Scale Azure Functions

Completed

In the Consumption and Premium plans, Azure Functions scales CPU and memory resources by adding more instances of the Functions host. The number of instances is determined on the number of events that trigger a function.

Each instance of the Functions host in the Consumption plan is limited to 1.5 GB of memory and one CPU. An instance of the host is the entire function app, meaning all functions within a function app share resource within an instance and scale at the same time. Function apps that share the same Consumption plan scale independently. In the Premium plan, the plan size determines the available memory and CPU for all apps in that plan on that instance.

Function code files are stored on Azure Files shares on the function's main storage account. When you delete the main storage account of the function app, the function code files are deleted and can't be recovered.

Runtime scaling

Azure Functions uses a component called the scale controller to monitor the rate of events and determine whether to scale out or scale in. The scale controller uses heuristics for each trigger type. For example, when you're using an Azure Queue storage trigger, it scales based on the queue length and the age of the oldest queue message.

The unit of scale for Azure Functions is the function app. When the function app is scaled out, more resources are allocated to run multiple instances of the Azure Functions host. Conversely, as compute demand is reduced, the scale controller removes function host instances. The number of instances is eventually "scaled in" to zero when no functions are running within a function app.

Scale controller monitoring events and creating instances

Note

After your function app has been idle for a number of minutes, the platform may scale the number of instances on which your app runs in to zero.
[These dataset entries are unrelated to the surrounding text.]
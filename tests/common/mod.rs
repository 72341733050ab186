//! Scripted in-memory channel shared by the integration tests.

#![allow(dead_code)]

use std::collections::VecDeque;
use std::sync::atomic::{AtomicUsize, Ordering};
use std::sync::{Arc, Mutex};
use std::time::Duration;

use async_trait::async_trait;
use catprint::protocol::{CMD_GET_DEVICE_STATE, build_packet};
use catprint::{Channel, Error};

/// Counters the test keeps after handing the channel to a printer.
#[derive(Clone, Default)]
pub struct Probe {
    pub attempts: Arc<AtomicUsize>,
    pub acquires: Arc<AtomicUsize>,
    pub releases: Arc<AtomicUsize>,
    pub written: Arc<Mutex<Vec<Vec<u8>>>>,
}

impl Probe {
    pub fn attempts(&self) -> usize {
        self.attempts.load(Ordering::SeqCst)
    }

    pub fn acquires(&self) -> usize {
        self.acquires.load(Ordering::SeqCst)
    }

    pub fn releases(&self) -> usize {
        self.releases.load(Ordering::SeqCst)
    }

    /// Successfully written packets, in order.
    pub fn written(&self) -> Vec<Vec<u8>> {
        self.written.lock().unwrap().clone()
    }

    /// Command bytes of the written packets.
    pub fn commands(&self) -> Vec<u8> {
        self.written().iter().map(|p| p[2]).collect()
    }
}

/// Printer-to-host packet.
pub fn notification(command: u8, payload: &[u8]) -> Vec<u8> {
    let mut packet = build_packet(command, payload);
    packet[3] = 0x01;
    packet
}

/// Payload of a host-to-printer packet.
pub fn payload(packet: &[u8]) -> &[u8] {
    let len = u16::from_le_bytes([packet[4], packet[5]]) as usize;
    &packet[6..6 + len]
}

type Responder = Box<dyn FnMut(u8) -> Vec<Vec<u8>> + Send>;

pub struct ScriptedChannel {
    pub probe: Probe,
    /// Write attempts with these indices (0-based) fail with `WriteRejected`.
    reject: Box<dyn Fn(usize) -> bool + Send>,
    /// From this write attempt on, the channel reports itself closed.
    closed_from: Option<usize>,
    /// After this many successful writes, `send` never completes.
    stall_after: Option<usize>,
    responder: Responder,
    inbox: VecDeque<Vec<u8>>,
}

impl ScriptedChannel {
    /// A healthy printer: answers the state query with "ready".
    pub fn new() -> Self {
        Self {
            probe: Probe::default(),
            reject: Box::new(|_| false),
            closed_from: None,
            stall_after: None,
            responder: Box::new(|command| match command {
                CMD_GET_DEVICE_STATE => vec![notification(CMD_GET_DEVICE_STATE, &[0x00])],
                _ => vec![],
            }),
            inbox: VecDeque::new(),
        }
    }

    pub fn rejecting(mut self, reject: impl Fn(usize) -> bool + Send + 'static) -> Self {
        self.reject = Box::new(reject);
        self
    }

    pub fn closed_from(mut self, attempt: usize) -> Self {
        self.closed_from = Some(attempt);
        self
    }

    pub fn stalling_after(mut self, writes: usize) -> Self {
        self.stall_after = Some(writes);
        self
    }

    pub fn responding(
        mut self,
        responder: impl FnMut(u8) -> Vec<Vec<u8>> + Send + 'static,
    ) -> Self {
        self.responder = Box::new(responder);
        self
    }

    pub fn probe(&self) -> Probe {
        self.probe.clone()
    }
}

#[async_trait]
impl Channel for ScriptedChannel {
    async fn acquire(&mut self) -> Result<(), Error> {
        self.probe.acquires.fetch_add(1, Ordering::SeqCst);
        Ok(())
    }

    async fn send(&mut self, bytes: &[u8]) -> Result<(), Error> {
        let attempt = self.probe.attempts.fetch_add(1, Ordering::SeqCst);
        if self.closed_from.is_some_and(|n| attempt >= n) {
            return Err(Error::ChannelClosed);
        }
        if (self.reject)(attempt) {
            return Err(Error::WriteRejected("buffer full".into()));
        }
        let written = self.probe.written.lock().unwrap().len();
        if self.stall_after.is_some_and(|n| written >= n) {
            std::future::pending::<()>().await;
        }
        self.probe.written.lock().unwrap().push(bytes.to_vec());
        let replies = (self.responder)(bytes[2]);
        self.inbox.extend(replies);
        Ok(())
    }

    async fn receive(&mut self, timeout: Duration) -> Result<Vec<u8>, Error> {
        match self.inbox.pop_front() {
            Some(packet) => Ok(packet),
            None => {
                tokio::time::sleep(timeout).await;
                Err(Error::ChannelTimeout(timeout))
            }
        }
    }

    fn release(&mut self) {
        self.probe.releases.fetch_add(1, Ordering::SeqCst);
    }
}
The next request has the added latency of scaling from zero to one. This latency is referred to as a cold start.

Scaling behaviors

Scaling can vary on many factors, and scale differently based on the trigger and language selected. There are a few intricacies of scaling behaviors to be aware of:

  • Maximum instances: A single function app only scales out to a maximum of 200 instances. A single instance may process more than one message or request at a time though, so there isn't a set limit on number of concurrent executions.

  • New instance rate: For HTTP triggers, new instances are allocated, at most, once per second. For non-HTTP triggers, new instances are allocated, at most, once every 30 seconds.

Limit scale-out

You may wish to restrict the maximum number of instances an app used to scale out. This is most common for cases where a downstream component like a database has limited throughput. By default, Consumption plan functions scale out to as many as 200 instances, and Premium plan functions scales out to as many as 100 instances. You can specify a lower maximum for a specific app by modifying the functionAppScaleLimit value. The functionAppScaleLimit can be set to 0 or null for unrestricted, or a valid value between 1 and the app maximum.